Note that my code is a bit different than your own. Text labels are pushed away via the ggrepel package. I'm also using some functions from scales to fix and set formatting of the date axis (note also lubridate is the package used to create the dates in the dummy dataset above). Otherwise, pretty standard ggplot stuff there.

For the text outside the axis, the best way to do this is through a custom annotation, where you have to setup the grob. The approach here is as follows:

  • Move the axis "down" to allow room for the extra text. We do that via setting a margin on top of the axis title.
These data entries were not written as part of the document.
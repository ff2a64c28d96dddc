//! In-memory [`HttpTransport`] used by the client tests.

use std::collections::HashMap;
use std::error::Error as StdError;
use std::io::Cursor;
use std::sync::{Arc, Mutex};

use image::{DynamicImage, ImageFormat};
use reqwest::header::{HeaderMap, HeaderName, HeaderValue};

use super::{HttpResponse, HttpTransport};
use crate::transport::NotifyForm;

#[derive(Debug, Clone, PartialEq, Eq)]
pub(crate) struct RecordedRequest {
    pub method: &'static str,
    pub url: String,
    pub authorization: Option<String>,
    pub form: Option<NotifyForm>,
}

#[derive(Debug, Clone, Default)]
pub(crate) struct FakeTransport {
    state: Arc<Mutex<FakeTransportState>>,
}

#[derive(Debug, Default)]
struct FakeTransportState {
    requests: Vec<RecordedRequest>,
    responses: HashMap<String, HttpResponse>,
}

impl FakeTransport {
    pub fn new() -> Self {
        Self::default()
    }

    /// Serve `response` for every request to `url`. Unknown URLs fail like a refused connection.
    pub fn respond(self, url: &str, response: HttpResponse) -> Self {
        self.state
            .lock()
            .unwrap()
            .responses
            .insert(url.to_owned(), response);
        self
    }

    pub fn requests(&self) -> Vec<RecordedRequest> {
        self.state.lock().unwrap().requests.clone()
    }

    pub fn requested_urls(&self) -> Vec<String> {
        self.requests().into_iter().map(|req| req.url).collect()
    }

    fn record(
        &self,
        request: RecordedRequest,
    ) -> Result<HttpResponse, Box<dyn StdError + Send + Sync>> {
        let mut state = self.state.lock().unwrap();
        let response = state.responses.get(&request.url).cloned();
        state.requests.push(request);
        response.ok_or_else(|| {
            std::io::Error::new(std::io::ErrorKind::ConnectionRefused, "connection refused").into()
        })
    }
}

impl HttpTransport for FakeTransport {
    fn get(
        &self,
        url: &str,
        authorization: Option<&str>,
    ) -> Result<HttpResponse, Box<dyn StdError + Send + Sync>> {
        self.record(RecordedRequest {
            method: "GET",
            url: url.to_owned(),
            authorization: authorization.map(str::to_owned),
            form: None,
        })
    }

    fn post_form(
        &self,
        url: &str,
        authorization: &str,
        form: NotifyForm,
    ) -> Result<HttpResponse, Box<dyn StdError + Send + Sync>> {
        self.record(RecordedRequest {
            method: "POST",
            url: url.to_owned(),
            authorization: Some(authorization.to_owned()),
            form: Some(form),
        })
    }
}

pub(crate) fn response(
    status: u16,
    headers: &[(&str, &str)],
    body: impl Into<Vec<u8>>,
) -> HttpResponse {
    let mut map = HeaderMap::new();
    for (name, value) in headers {
        map.insert(
            HeaderName::from_bytes(name.as_bytes()).unwrap(),
            HeaderValue::from_str(value).unwrap(),
        );
    }
    HttpResponse {
        status,
        headers: map,
        body: body.into(),
    }
}

pub(crate) fn rate_limited_ok() -> HttpResponse {
    response(
        200,
        &[
            ("X-RateLimit-Limit", "1000"),
            ("X-RateLimit-ImageLimit", "50"),
            ("X-RateLimit-Remaining", "999"),
            ("X-RateLimit-ImageRemaining", "50"),
            ("X-RateLimit-Reset", "1700000000"),
        ],
        r#"{"status":200,"message":"ok"}"#,
    )
}

pub(crate) fn jpeg(width: u32, height: u32) -> HttpResponse {
    let mut bytes = Vec::new();
    DynamicImage::new_rgb8(width, height)
        .write_to(&mut Cursor::new(&mut bytes), ImageFormat::Jpeg)
        .unwrap();
    response(200, &[("Content-Type", "image/jpeg")], bytes)
}

/// A 1x1 PNG whose IHDR claims `width` x `height`. Only the header is consistent.
pub(crate) fn png_with_header_size(width: u32, height: u32) -> HttpResponse {
    let mut bytes = Vec::new();
    DynamicImage::new_rgb8(1, 1)
        .write_to(&mut Cursor::new(&mut bytes), ImageFormat::Png)
        .unwrap();

    // signature (8) + length (4) + "IHDR" (4) + data (13) + crc (4)
    bytes[16..20].copy_from_slice(&width.to_be_bytes());
    bytes[20..24].copy_from_slice(&height.to_be_bytes());
    let crc = crc32(&bytes[12..29]);
    bytes[29..33].copy_from_slice(&crc.to_be_bytes());

    response(200, &[("Content-Type", "image/png")], bytes)
}

fn crc32(data: &[u8]) -> u32 {
    let mut crc = !0_u32;
    for byte in data {
        crc ^= u32::from(*byte);
        for _ in 0..8 {
            crc = if crc & 1 == 1 {
                (crc >> 1) ^ 0xEDB8_8320
            } else {
                crc >> 1
            };
        }
    }
    !crc
}
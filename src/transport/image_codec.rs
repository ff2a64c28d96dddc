use std::io::Cursor;

use image::{DynamicImage, ImageFormat, ImageReader, ImageResult};

/// Encode an RGB(A) image as PNG bytes for the `imageFile` part.
///
/// PNG has no floating point color types, so those are narrowed to 8-bit RGBA first.
pub fn encode_png(image: &DynamicImage) -> ImageResult<Vec<u8>> {
    let narrowed;
    let image = match image {
        DynamicImage::ImageRgb32F(_) | DynamicImage::ImageRgba32F(_) => {
            narrowed = DynamicImage::ImageRgba8(image.to_rgba8());
            &narrowed
        }
        other => other,
    };

    let mut bytes = Vec::new();
    image.write_to(&mut Cursor::new(&mut bytes), ImageFormat::Png)?;
    Ok(bytes)
}

/// Read width and height from the image header without decoding any pixels.
pub fn read_dimensions(bytes: &[u8]) -> ImageResult<(u32, u32)> {
    ImageReader::new(Cursor::new(bytes))
        .with_guessed_format()?
        .into_dimensions()
}

/// Decode an image body fetched from a remote host; the format is sniffed from the bytes.
pub fn decode_image(bytes: &[u8]) -> ImageResult<DynamicImage> {
    image::load_from_memory(bytes)
}
use std::fmt;
use std::sync::LazyLock;

use regex::Regex;

use crate::domain::validation::ValidationError;

#[derive(Clone, PartialEq, Eq, Hash)]
/// LINE Notify personal access token.
///
/// Invariant: non-empty and made only of tab or printable ASCII bytes, so it can always be
/// placed into an `Authorization` header. The value is kept exactly as given.
pub struct AccessToken(String);

impl AccessToken {
    /// Name used in validation errors.
    pub const FIELD: &'static str = "token";

    /// Create a validated [`AccessToken`].
    pub fn new(value: impl Into<String>) -> Result<Self, ValidationError> {
        let value = value.into();
        if value.is_empty() {
            return Err(ValidationError::Empty { field: Self::FIELD });
        }
        if !value.bytes().all(is_header_byte) {
            return Err(ValidationError::InvalidToken);
        }
        Ok(Self(value))
    }

    /// Borrow the validated token.
    pub fn as_str(&self) -> &str {
        &self.0
    }

    /// `Authorization` header value for this token (`Bearer <token>`).
    pub fn authorization_header(&self) -> String {
        format!("Bearer {}", self.0)
    }
}

fn is_header_byte(byte: u8) -> bool {
    byte == b'\t' || (32..=126).contains(&byte)
}

impl fmt::Debug for AccessToken {
    fn fmt(&self, f: &mut fmt::Formatter<'_>) -> fmt::Result {
        f.write_str("AccessToken(***)")
    }
}

#[derive(Debug, Clone, PartialEq, Eq, Hash)]
/// Notification message text (`message`).
///
/// Invariant: `1..=1000` characters. The original value (including whitespace) is preserved.
pub struct MessageText(String);

impl MessageText {
    /// Form field name used by LINE Notify (`message`).
    pub const FIELD: &'static str = "message";

    /// Maximum number of characters accepted by LINE Notify.
    pub const MAX_CHARS: usize = 1000;

    /// Create validated message text.
    pub fn new(value: impl Into<String>) -> Result<Self, ValidationError> {
        let value = value.into();
        let chars = value.chars().count();
        if chars == 0 {
            return Err(ValidationError::Empty { field: Self::FIELD });
        }
        if chars > Self::MAX_CHARS {
            return Err(ValidationError::MessageTooLong {
                max: Self::MAX_CHARS,
                actual: chars,
            });
        }
        Ok(Self(value))
    }

    /// Borrow the message text as provided.
    pub fn as_str(&self) -> &str {
        &self.0
    }
}

/// Form field name used by LINE Notify for the notification flag.
pub const NOTIFICATION_DISABLED_FIELD: &str = "notificationDisabled";

/// Read the notification flag from a dynamically typed value.
///
/// Only JSON booleans are accepted.
pub fn notification_flag_from_json(value: &serde_json::Value) -> Result<bool, ValidationError> {
    value
        .as_bool()
        .ok_or(ValidationError::InvalidNotificationFlag)
}

/// Pixel limit for images uploaded directly or referenced as full size.
pub const FULLSIZE_MAX_SIDE: u32 = 2048;
/// Pixel limit for the thumbnail of a remote image pair.
pub const THUMBNAIL_MAX_SIDE: u32 = 240;

#[derive(Debug, Clone, Copy, PartialEq, Eq, Hash)]
/// Which half of a remote image pair a URL is.
pub enum ImageRole {
    Thumbnail,
    Fullsize,
}

impl ImageRole {
    /// Form field name used by LINE Notify for this role.
    pub fn field(self) -> &'static str {
        match self {
            Self::Thumbnail => "imageThumbnail",
            Self::Fullsize => "imageFullsize",
        }
    }

    /// Largest width and height (in pixels) the image may have.
    pub fn max_side(self) -> u32 {
        match self {
            Self::Thumbnail => THUMBNAIL_MAX_SIDE,
            Self::Fullsize => FULLSIZE_MAX_SIDE,
        }
    }
}

static HTTP_URL: LazyLock<Regex> = LazyLock::new(|| {
    Regex::new(r"^https?://[\w/:%#\$&\?\(\)~\.=\+\-]+$").expect("static URL pattern is valid")
});

#[derive(Debug, Clone, PartialEq, Eq, Hash)]
/// URL of a remote JPEG image (`imageThumbnail` / `imageFullsize`).
///
/// Invariant: an HTTP(S) URL whose path ends in `.jpg` or `.jpeg`. Pixel limits can only be
/// checked after the image has been fetched, so they are not part of this type.
pub struct ImageUrl {
    role: ImageRole,
    url: String,
}

impl ImageUrl {
    /// Create a validated image URL for `role`.
    pub fn new(value: impl Into<String>, role: ImageRole) -> Result<Self, ValidationError> {
        let value = value.into();
        let field = role.field();
        if !HTTP_URL.is_match(&value) || url::Url::parse(&value).is_err() {
            return Err(ValidationError::InvalidUrl {
                field,
                input: value,
            });
        }
        if !matches!(path_extension(&value), ".jpg" | ".jpeg") {
            return Err(ValidationError::UnsupportedImageExtension {
                field,
                input: value,
            });
        }
        Ok(Self { role, url: value })
    }

    pub fn role(&self) -> ImageRole {
        self.role
    }

    /// Borrow the URL exactly as provided.
    pub fn as_str(&self) -> &str {
        &self.url
    }
}

// Extension of the last path segment, leading dots ignored (`/.jpg` has none).
fn path_extension(input: &str) -> &str {
    let name = input.rsplit('/').next().unwrap_or(input);
    let stem_start = name.len() - name.trim_start_matches('.').len();
    match name[stem_start..].rfind('.') {
        Some(idx) => &name[stem_start + idx..],
        None => "",
    }
}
  • Turn off clipping via coord_cartesian(clip='off'). This is needed in order to see the annotations outside of the plot by allowing things to be drawn outside the plot area.

  • Loop through the values of df$n, to create a separate annotation_custom object added to the plot via a for loop.

Here's the code:

p <- p.basic +
    theme(axis.title.x = element_text(margin=margin(50,0,0,0))) +
    coord_cartesian(clip='off')

for (i in 1:length(df$n)) {
  p <- p + annotation_custom(
    textGrob(
      label=paste0('n=',df$n[i]), rot=90, gp=gpar(fontsize=9)),
      xmin=df$dates[i], xmax=df$dates[i], ymin=-25, ymax=-15
    )
}
p

Advanced Options for more Fun

Two more things to add: Annotations (like callouts for specific points + text), and the lines below the plot in between the axis label stuff.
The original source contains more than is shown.